The XY sex-determination system is the sex-determination system found in humans, most other mammals, some insects (Drosophila), some snakes, and some plants (Ginkgo). In this system, the sex of an individual is determined by a pair of sex chromosomes (gonosomes). Females typically have two of the same kind of sex chromosome (XX), and are called the homogametic sex. Males typically have two distinct sex chromosomes (XY), and are called the heterogametic sex. Exceptions to these generalisations happen in the cases of XX males or XY females, or other syndromes. The XY system contrasts in several ways with the ZW sex-determination system found in birds, some insects, many reptiles, and various other animals, in which the heterogametic sex is female. It had been thought for several decades that in all snakes gender was determined by the ZW system, but there had been observations of unexpected effects in the genetics of species in the families Boidae and Pythonidae; for example, parthenogenic reproduction produced only females rather than males, which is the opposite of what is to be expected in the ZW system. In the early years of the 21st century such observations prompted research that demonstrated that all pythons and boas so far investigated definitely have the XY system of sex determination.

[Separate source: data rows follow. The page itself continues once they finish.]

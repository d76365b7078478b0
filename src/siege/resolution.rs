//! Siege initiation, attacker churn and resolution
//!
//! The surrender path is the only transition triggered by an in-world
//! action (a defender placing the surrender marker). Every validation
//! failure returns before any state changes, and the caller uses the error
//! to reverse the triggering action; success is all-or-nothing through to
//! the durable outcome record.

use crate::core::error::{DemesneError, Result};
use crate::core::types::{ActorId, FederationId, Location, PolityId};
use crate::siege::session::{SiegeSession, SiegeStatus};
use crate::universe::Universe;

/// Permission node required to surrender a besieged polity
pub const SURRENDER_NODE: &str = "demesne.siege.surrender";

/// Open a siege against a polity. At most one session may be active per
/// polity at a time.
pub fn open_siege(
    universe: &Universe,
    defender: PolityId,
    attackers: Vec<FederationId>,
) -> Result<()> {
    universe.polity_ref(defender)?;
    let session = SiegeSession::open(defender, attackers)?;
    universe.register_siege(defender, session)?;

    let name = polity_name(universe, defender);
    universe
        .notifier()
        .broadcast(&format!("{} is under siege", name));
    tracing::info!(polity = defender.0, "siege opened");
    Ok(())
}

/// Add an attacking federation to an in-progress siege
pub fn join_siege(
    universe: &Universe,
    defender: PolityId,
    federation: FederationId,
) -> Result<()> {
    let session_arc = active_session(universe, defender)?;
    session_arc.lock().add_attacker(federation)?;
    tracing::info!(
        polity = defender.0,
        federation = federation.0,
        "attacker joined siege"
    );
    Ok(())
}

/// Withdraw an attacker. The last attacker leaving abandons the siege,
/// which is recorded durably and announced.
pub fn withdraw_from_siege(
    universe: &Universe,
    defender: PolityId,
    federation: FederationId,
) -> Result<()> {
    let session_arc = active_session(universe, defender)?;

    let status = {
        let mut session = session_arc.lock();
        let status = session.remove_attacker(federation)?;
        if status == SiegeStatus::Abandoned {
            record_terminal(universe, &session)?;
        }
        status
    };

    if status == SiegeStatus::Abandoned {
        universe.retire_siege(defender);
        let name = polity_name(universe, defender);
        universe
            .notifier()
            .broadcast(&format!("The siege of {} has been abandoned", name));
        tracing::info!(polity = defender.0, "siege abandoned");
    }
    Ok(())
}

/// Handle a defender placing the surrender marker.
///
/// Valid only when the requester is a member of the besieged polity, holds
/// the surrender permission, the session is in progress, and exactly one
/// federation is attacking; several simultaneous attackers leave no
/// unambiguous winner and the request is rejected. On success the sole
/// attacker is recorded as winner, the outcome is stored durably, conquest
/// is applied and the result announced globally.
pub fn process_surrender_request(
    universe: &Universe,
    actor_id: ActorId,
    marker: Location,
) -> Result<()> {
    let coord = marker.coordinate(universe.config().cell_size);
    let claim = universe.territory().lookup(&coord).ok_or_else(|| {
        DemesneError::InvalidLocation("the surrender marker is not within a polity".into())
    })?;
    let defender = claim.owner;

    {
        let actor_arc = universe.actor_ref(actor_id)?;
        let actor = actor_arc.lock();
        match actor.polity() {
            Some(polity) if polity == defender => {}
            Some(_) => {
                return Err(DemesneError::NotRegistered(
                    "you can only surrender your own polity".into(),
                ))
            }
            None => {
                return Err(DemesneError::NotRegistered(
                    "you are not a member of any polity".into(),
                ))
            }
        }
        if !actor.has_node(SURRENDER_NODE) {
            return Err(DemesneError::PermissionDenied(
                "you are not permitted to surrender this polity".into(),
            ));
        }
    }

    let session_arc = active_session(universe, defender)?;
    let winner = {
        let mut session = session_arc.lock();
        let winner = session.sole_attacker()?;
        session.complete(SiegeStatus::DefenderSurrender, Some(winner))?;
        record_terminal(universe, &session)?;
        winner
    };

    universe.retire_siege(defender);
    universe.apply_conquest(defender, winner)?;

    let defender_name = polity_name(universe, defender);
    let winner_name = federation_name(universe, winner);
    universe
        .notifier()
        .broadcast(&format!("{} has surrendered to {}", defender_name, winner_name));
    tracing::info!(
        polity = defender.0,
        federation = winner.0,
        "siege ended in surrender"
    );
    Ok(())
}

/// Event-source entry point for surrender marker placement: validates the
/// request, messaging the actor and asking for the world action to be
/// reversed when it fails. Returns whether the placement may stand.
pub fn handle_surrender_marker(universe: &Universe, actor: ActorId, marker: Location) -> bool {
    match process_surrender_request(universe, actor, marker) {
        Ok(()) => true,
        Err(e) => {
            universe.notifier().message(actor, &e.to_string());
            false
        }
    }
}

/// Resolve a siege in the attackers' favor. `winner` must be one of the
/// active attacking federations.
pub fn attacker_victory(
    universe: &Universe,
    defender: PolityId,
    winner: FederationId,
) -> Result<()> {
    let session_arc = active_session(universe, defender)?;

    {
        let mut session = session_arc.lock();
        if !session.attackers().contains(&winner) {
            return Err(DemesneError::NotRegistered(
                "the winning federation is not besieging this polity".into(),
            ));
        }
        session.complete(SiegeStatus::AttackerWin, Some(winner))?;
        record_terminal(universe, &session)?;
    }

    universe.retire_siege(defender);
    universe.apply_conquest(defender, winner)?;

    let defender_name = polity_name(universe, defender);
    let winner_name = federation_name(universe, winner);
    universe
        .notifier()
        .broadcast(&format!("{} has fallen to {}", defender_name, winner_name));
    tracing::info!(polity = defender.0, federation = winner.0, "siege won by attacker");
    Ok(())
}

/// Resolve a siege in the defender's favor
pub fn defender_victory(universe: &Universe, defender: PolityId) -> Result<()> {
    let session_arc = active_session(universe, defender)?;

    {
        let mut session = session_arc.lock();
        session.complete(SiegeStatus::DefenderWin, None)?;
        record_terminal(universe, &session)?;
    }

    universe.retire_siege(defender);
    let name = polity_name(universe, defender);
    universe
        .notifier()
        .broadcast(&format!("{} has repelled its besiegers", name));
    tracing::info!(polity = defender.0, "siege won by defender");
    Ok(())
}

fn active_session(
    universe: &Universe,
    defender: PolityId,
) -> Result<std::sync::Arc<parking_lot::Mutex<SiegeSession>>> {
    universe
        .siege(defender)
        .ok_or_else(|| DemesneError::InvalidAction("this polity is not under siege".into()))
}

/// Store a terminal outcome, escalating on failure. An unstored terminal
/// state leaves the durable record behind the in-memory one, so this is
/// logged as critical and surfaced instead of swallowed.
fn record_terminal(universe: &Universe, session: &SiegeSession) -> Result<()> {
    if let Err(e) = universe.persistence().save_siege_outcome(session) {
        tracing::error!(
            polity = session.defender.0,
            "CRITICAL: siege outcome could not be recorded durably: {}",
            e
        );
        return Err(DemesneError::PersistenceFailed(format!(
            "siege outcome for polity {} not recorded: {}",
            session.defender.0, e
        )));
    }
    Ok(())
}

fn polity_name(universe: &Universe, polity: PolityId) -> String {
    universe
        .polity(polity)
        .map(|arc| arc.lock().name.clone())
        .unwrap_or_else(|| format!("polity {}", polity.0))
}

fn federation_name(universe: &Universe, federation: FederationId) -> String {
    universe
        .federation(federation)
        .map(|arc| arc.lock().name.clone())
        .unwrap_or_else(|| format!("federation {}", federation.0))
}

In humans, half of spermatozoons carry X chromosome and the other half Y chromosome. A single gene (SRY) present on the Y chromosome acts as a signal to set the developmental pathway towards maleness. Presence of this gene starts off the process of virilization. This and other factors result in the sex differences in humans. The cells in females, with two X chromosomes, undergo X-inactivation, in which one of the two X chromosomes is inactivated. The inactivated X chromosome remains within a cell as a Barr body. Humans, as well as some other organisms, can have a chromosomal arrangement that is contrary to their phenotypic sex; for example, XX males or XY females (see androgen insensitivity syndrome). Additionally, an abnormal number of sex chromosomes (aneuploidy) may be present, such as Turner’s syndrome, in which a single X chromosome is present, and Klinefelter’s syndrome, in which two X chromosomes and a Y chromosome are present, XYY syndrome and XXYY syndrome.Other less common chromosomal arrangements include: triple X syndrome, 48, XXXX, and 49, XXXXX.